------ Given data
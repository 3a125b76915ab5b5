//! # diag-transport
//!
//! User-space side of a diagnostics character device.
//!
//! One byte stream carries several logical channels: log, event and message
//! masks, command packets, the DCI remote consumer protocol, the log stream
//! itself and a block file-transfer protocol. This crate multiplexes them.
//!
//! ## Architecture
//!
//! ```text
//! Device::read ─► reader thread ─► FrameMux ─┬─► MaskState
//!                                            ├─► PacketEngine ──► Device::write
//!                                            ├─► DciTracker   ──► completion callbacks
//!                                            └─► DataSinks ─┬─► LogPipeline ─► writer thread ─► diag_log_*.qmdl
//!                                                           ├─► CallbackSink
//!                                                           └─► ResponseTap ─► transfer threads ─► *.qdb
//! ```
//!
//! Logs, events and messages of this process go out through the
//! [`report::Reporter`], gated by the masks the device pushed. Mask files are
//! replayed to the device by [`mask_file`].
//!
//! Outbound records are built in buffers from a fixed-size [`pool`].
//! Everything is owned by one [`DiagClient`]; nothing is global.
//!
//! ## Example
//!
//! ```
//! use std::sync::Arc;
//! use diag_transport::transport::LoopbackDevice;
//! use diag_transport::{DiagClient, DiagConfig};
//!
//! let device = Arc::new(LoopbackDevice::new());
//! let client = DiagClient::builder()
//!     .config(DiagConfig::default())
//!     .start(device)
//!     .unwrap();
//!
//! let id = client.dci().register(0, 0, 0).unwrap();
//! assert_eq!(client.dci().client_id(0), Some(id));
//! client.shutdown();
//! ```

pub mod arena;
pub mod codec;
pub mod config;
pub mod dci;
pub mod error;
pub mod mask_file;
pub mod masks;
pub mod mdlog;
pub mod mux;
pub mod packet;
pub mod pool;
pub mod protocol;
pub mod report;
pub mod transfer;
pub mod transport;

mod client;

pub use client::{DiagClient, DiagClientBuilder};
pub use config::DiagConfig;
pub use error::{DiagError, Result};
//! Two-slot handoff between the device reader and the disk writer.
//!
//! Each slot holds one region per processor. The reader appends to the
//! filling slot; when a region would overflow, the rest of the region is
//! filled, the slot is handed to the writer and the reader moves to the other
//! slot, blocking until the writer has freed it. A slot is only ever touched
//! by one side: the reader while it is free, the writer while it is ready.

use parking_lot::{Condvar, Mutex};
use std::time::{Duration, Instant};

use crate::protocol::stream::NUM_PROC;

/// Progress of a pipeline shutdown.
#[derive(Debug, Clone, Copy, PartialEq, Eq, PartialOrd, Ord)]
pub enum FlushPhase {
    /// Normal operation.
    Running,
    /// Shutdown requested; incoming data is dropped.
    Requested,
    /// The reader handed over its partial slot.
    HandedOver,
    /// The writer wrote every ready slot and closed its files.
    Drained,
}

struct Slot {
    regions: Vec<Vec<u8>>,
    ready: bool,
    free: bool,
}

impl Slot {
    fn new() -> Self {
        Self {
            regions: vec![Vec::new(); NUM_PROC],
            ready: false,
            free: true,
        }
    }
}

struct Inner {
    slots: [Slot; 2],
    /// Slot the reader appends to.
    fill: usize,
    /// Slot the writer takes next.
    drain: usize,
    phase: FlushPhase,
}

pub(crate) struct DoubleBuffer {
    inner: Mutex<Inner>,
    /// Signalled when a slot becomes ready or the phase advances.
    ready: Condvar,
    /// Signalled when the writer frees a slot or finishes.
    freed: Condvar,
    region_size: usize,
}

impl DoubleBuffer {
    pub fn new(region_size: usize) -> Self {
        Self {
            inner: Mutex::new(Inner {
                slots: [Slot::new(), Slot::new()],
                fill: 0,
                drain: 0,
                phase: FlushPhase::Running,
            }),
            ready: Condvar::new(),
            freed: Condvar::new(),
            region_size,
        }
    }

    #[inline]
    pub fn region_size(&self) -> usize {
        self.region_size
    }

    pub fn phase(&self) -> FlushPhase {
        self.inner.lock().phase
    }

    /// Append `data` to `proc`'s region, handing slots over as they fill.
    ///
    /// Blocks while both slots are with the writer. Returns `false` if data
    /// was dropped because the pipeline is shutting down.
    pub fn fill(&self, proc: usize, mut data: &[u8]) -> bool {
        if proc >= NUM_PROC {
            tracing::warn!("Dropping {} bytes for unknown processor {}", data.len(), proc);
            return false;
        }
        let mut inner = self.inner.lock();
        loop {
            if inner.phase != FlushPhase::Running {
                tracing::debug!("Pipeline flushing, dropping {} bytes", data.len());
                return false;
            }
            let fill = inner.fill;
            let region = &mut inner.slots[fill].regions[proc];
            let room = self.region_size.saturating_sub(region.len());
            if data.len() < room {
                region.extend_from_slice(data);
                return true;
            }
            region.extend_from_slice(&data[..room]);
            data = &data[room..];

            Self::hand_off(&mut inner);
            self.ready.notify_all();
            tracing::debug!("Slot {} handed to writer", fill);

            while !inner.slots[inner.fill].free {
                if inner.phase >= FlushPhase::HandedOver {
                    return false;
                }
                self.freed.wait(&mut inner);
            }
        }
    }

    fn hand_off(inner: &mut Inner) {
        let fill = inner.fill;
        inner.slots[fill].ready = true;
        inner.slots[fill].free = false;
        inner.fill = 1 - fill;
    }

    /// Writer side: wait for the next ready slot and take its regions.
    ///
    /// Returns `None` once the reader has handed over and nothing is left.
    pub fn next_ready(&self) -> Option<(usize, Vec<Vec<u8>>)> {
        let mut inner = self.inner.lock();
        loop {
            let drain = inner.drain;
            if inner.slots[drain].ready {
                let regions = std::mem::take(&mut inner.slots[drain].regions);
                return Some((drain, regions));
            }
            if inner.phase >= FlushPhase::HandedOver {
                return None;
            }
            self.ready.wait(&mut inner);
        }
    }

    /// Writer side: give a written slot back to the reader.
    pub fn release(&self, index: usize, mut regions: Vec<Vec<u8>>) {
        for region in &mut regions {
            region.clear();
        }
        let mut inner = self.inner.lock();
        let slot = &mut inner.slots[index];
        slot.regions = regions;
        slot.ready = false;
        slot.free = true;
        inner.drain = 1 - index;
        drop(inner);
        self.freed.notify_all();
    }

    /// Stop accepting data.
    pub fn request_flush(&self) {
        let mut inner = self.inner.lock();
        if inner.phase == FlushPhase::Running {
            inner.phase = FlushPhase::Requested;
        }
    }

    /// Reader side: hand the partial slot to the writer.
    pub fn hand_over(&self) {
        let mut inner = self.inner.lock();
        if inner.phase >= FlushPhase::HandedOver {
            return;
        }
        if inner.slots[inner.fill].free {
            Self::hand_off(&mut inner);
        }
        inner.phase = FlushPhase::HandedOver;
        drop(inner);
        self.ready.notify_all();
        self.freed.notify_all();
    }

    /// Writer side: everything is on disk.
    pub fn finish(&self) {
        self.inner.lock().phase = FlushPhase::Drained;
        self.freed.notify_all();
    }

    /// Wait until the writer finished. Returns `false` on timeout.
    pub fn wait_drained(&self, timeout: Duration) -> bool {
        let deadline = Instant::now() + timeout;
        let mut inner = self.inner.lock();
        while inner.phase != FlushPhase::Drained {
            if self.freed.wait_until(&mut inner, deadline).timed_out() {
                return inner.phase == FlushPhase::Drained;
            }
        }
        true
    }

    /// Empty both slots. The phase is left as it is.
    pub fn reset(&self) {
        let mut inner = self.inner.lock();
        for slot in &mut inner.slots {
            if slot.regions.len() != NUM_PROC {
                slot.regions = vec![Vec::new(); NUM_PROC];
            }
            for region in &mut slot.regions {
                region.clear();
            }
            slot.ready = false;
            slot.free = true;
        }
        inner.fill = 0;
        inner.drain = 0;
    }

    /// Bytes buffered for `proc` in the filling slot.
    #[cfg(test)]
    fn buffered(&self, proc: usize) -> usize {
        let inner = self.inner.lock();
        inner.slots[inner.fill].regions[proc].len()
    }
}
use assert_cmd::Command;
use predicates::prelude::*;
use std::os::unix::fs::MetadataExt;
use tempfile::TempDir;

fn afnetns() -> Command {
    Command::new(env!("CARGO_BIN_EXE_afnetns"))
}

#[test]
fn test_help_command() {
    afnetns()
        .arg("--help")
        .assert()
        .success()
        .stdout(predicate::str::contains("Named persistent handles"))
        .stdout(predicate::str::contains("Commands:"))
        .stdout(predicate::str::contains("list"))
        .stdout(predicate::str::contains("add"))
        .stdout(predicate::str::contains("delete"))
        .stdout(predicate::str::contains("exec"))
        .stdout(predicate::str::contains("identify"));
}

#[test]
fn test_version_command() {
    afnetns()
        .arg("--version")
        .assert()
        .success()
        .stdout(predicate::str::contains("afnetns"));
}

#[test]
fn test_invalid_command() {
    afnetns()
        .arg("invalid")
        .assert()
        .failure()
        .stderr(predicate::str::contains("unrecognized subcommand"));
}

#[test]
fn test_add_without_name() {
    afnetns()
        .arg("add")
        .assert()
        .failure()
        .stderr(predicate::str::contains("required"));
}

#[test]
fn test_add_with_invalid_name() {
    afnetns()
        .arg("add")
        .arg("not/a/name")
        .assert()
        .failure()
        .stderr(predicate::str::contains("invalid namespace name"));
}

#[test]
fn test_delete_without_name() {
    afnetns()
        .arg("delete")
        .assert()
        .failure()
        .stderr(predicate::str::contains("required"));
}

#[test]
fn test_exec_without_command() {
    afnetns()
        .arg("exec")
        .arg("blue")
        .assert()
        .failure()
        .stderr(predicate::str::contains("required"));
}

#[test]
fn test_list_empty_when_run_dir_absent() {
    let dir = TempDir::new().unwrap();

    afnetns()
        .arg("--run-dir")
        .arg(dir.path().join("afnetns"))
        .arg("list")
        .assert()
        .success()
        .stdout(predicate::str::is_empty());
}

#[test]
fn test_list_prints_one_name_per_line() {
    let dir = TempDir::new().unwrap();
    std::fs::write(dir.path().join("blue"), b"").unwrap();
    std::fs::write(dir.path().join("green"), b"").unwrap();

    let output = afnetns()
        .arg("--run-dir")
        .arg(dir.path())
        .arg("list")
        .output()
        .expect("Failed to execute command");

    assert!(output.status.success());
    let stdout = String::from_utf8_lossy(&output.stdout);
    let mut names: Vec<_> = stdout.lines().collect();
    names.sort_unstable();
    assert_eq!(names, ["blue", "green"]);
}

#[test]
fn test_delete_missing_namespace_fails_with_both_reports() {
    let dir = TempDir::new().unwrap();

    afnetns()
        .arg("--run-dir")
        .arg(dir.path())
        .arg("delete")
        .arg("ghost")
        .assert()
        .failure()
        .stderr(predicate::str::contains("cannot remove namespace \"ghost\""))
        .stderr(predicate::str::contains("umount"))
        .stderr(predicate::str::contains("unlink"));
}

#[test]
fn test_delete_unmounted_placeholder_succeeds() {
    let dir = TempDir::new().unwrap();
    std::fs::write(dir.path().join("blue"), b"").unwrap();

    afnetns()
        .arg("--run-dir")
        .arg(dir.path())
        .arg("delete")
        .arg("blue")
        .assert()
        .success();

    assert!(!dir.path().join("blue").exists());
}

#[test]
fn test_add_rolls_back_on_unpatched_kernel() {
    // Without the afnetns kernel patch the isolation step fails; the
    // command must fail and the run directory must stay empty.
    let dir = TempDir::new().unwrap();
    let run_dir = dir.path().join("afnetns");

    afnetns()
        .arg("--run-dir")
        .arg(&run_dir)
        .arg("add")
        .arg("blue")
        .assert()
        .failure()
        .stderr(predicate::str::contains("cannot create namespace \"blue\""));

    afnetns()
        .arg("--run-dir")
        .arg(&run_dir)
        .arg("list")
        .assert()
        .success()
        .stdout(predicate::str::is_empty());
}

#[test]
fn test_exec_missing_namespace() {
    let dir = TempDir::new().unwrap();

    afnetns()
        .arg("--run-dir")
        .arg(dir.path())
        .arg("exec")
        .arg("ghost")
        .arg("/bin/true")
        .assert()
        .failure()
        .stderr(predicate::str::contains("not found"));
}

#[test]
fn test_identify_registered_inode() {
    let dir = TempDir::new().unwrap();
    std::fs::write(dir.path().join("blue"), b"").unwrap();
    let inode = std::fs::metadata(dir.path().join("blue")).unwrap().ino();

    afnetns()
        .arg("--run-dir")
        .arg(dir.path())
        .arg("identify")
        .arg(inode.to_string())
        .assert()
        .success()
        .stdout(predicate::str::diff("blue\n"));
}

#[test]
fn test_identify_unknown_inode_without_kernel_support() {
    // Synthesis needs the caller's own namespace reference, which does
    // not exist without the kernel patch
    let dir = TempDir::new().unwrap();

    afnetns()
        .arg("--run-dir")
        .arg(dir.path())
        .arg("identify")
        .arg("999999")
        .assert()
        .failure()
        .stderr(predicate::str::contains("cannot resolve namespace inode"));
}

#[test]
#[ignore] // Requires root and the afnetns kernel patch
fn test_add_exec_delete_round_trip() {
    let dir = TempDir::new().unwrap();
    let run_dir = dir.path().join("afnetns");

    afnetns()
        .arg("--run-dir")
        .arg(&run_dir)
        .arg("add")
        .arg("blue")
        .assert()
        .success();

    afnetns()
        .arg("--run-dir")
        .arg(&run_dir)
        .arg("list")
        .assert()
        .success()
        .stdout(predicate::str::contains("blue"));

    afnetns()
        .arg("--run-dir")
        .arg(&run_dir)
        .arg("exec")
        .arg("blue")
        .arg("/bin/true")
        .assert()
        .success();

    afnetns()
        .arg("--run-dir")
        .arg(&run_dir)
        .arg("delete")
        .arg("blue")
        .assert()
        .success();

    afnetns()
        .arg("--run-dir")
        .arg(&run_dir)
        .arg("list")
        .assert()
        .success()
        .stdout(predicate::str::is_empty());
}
------------
● **Problem description**:
The lines above that hold the word "index" should be found and copied out.

● **Expected answer**:
    pub fn release(&self, index: usize, mut regions: Vec<Vec<u8>>) {
        let slot = &mut inner.slots[index];
        inner.drain = 1 - index;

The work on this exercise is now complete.